WORK ITEM
When you reach the line containing "repository d5fcbb741f22aa28" in the data below, begin returning lines exactly as written, and stop once the line containing "use crate::models::lead::LeadRow;" has been returned.

Collection entries
■ ■ ■
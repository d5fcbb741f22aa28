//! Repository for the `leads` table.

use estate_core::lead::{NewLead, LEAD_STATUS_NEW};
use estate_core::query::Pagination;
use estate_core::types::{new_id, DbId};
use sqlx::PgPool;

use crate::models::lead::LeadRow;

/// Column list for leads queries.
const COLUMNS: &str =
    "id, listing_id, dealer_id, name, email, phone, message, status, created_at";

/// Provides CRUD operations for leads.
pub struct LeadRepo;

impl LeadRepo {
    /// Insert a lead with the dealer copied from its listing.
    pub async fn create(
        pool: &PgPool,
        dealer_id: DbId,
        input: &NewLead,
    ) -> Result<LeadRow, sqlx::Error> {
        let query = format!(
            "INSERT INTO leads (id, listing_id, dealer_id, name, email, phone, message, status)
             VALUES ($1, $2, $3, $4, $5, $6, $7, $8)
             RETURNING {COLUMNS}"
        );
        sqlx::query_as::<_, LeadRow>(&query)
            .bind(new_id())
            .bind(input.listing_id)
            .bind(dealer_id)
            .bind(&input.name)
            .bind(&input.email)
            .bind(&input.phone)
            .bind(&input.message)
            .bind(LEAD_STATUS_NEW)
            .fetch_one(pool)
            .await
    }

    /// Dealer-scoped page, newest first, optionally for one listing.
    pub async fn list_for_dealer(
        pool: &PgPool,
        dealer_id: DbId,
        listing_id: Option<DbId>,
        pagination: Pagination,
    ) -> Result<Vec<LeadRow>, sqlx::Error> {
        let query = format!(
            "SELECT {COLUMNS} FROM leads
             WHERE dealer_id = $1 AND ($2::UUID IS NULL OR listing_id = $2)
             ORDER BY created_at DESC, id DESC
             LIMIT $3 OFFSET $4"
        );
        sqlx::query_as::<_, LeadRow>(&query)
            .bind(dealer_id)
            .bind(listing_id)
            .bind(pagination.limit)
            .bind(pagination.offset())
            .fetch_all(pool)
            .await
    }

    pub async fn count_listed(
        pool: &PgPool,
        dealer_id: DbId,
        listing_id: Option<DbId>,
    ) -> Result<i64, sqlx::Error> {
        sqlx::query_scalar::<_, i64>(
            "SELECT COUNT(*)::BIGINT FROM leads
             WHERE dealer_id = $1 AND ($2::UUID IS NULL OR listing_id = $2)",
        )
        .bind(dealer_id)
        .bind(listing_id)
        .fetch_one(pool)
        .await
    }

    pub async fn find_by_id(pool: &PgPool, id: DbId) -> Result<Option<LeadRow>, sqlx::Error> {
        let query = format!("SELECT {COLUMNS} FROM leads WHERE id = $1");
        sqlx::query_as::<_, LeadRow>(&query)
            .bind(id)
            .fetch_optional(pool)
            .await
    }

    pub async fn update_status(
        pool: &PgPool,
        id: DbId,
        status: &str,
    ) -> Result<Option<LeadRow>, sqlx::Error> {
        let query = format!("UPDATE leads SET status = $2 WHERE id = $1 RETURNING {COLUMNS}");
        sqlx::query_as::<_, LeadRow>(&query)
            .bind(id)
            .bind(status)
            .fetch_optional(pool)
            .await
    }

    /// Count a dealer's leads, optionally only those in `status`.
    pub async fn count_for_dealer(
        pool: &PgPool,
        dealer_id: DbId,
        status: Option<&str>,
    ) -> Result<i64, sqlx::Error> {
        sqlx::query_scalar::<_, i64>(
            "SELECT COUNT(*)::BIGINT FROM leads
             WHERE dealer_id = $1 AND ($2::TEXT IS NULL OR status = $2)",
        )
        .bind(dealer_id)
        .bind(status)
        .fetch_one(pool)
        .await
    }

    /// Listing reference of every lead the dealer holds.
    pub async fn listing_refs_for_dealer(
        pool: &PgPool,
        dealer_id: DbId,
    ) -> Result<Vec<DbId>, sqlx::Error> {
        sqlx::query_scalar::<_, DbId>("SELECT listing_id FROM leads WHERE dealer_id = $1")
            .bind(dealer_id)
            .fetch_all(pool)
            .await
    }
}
■ ■ ■
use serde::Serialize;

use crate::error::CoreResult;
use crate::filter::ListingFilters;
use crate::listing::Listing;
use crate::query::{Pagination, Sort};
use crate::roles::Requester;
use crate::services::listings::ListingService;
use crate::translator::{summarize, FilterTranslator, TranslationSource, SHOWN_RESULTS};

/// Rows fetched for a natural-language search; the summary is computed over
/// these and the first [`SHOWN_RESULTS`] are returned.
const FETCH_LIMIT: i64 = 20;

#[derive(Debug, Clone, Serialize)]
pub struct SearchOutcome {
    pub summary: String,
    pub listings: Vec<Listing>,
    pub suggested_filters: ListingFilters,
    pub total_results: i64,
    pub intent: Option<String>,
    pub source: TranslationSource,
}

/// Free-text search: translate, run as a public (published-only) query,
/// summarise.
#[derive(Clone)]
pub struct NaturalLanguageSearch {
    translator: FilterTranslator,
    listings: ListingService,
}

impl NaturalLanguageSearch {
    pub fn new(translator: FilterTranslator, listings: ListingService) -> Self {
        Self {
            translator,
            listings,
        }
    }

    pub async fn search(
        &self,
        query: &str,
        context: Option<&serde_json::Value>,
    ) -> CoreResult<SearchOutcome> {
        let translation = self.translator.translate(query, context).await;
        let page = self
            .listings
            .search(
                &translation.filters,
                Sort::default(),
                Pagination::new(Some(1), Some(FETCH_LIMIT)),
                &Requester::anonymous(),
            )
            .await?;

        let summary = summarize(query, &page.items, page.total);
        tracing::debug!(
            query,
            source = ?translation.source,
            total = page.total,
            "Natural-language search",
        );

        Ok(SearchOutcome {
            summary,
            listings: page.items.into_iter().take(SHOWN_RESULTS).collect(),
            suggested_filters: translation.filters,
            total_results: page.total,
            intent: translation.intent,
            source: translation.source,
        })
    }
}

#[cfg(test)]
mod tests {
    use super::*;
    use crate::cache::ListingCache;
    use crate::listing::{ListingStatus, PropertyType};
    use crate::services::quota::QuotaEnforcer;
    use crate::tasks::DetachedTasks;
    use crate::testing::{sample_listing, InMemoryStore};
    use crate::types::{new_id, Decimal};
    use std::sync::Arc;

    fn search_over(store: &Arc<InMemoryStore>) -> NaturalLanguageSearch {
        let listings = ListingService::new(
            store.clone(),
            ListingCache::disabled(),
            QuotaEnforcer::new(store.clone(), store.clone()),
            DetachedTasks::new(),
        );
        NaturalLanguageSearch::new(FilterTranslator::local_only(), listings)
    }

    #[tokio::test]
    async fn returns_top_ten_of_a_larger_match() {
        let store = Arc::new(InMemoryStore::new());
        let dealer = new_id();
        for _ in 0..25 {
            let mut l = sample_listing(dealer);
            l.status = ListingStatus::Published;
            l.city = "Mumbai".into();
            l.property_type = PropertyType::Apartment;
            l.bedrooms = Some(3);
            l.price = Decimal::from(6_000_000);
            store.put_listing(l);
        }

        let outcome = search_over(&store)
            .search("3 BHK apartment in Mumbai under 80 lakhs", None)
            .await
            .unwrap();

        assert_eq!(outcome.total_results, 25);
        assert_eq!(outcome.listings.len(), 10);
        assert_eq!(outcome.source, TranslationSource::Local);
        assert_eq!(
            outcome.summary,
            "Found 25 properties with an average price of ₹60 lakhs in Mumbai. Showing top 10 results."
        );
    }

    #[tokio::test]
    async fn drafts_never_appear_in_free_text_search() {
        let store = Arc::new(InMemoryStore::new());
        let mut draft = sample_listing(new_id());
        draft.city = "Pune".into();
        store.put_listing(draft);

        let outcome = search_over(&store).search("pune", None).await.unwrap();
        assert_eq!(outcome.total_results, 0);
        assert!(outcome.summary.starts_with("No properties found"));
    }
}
■ ■ ■
RESPONSE AREA
repository d5fcbb741f22aa28
//! Repository for the `leads` table.

use estate_core::lead::{NewLead, LEAD_STATUS_NEW};
use estate_core::query::Pagination;
use estate_core::types::{new_id, DbId};
use sqlx::PgPool;

use crate::models::lead::LeadRow;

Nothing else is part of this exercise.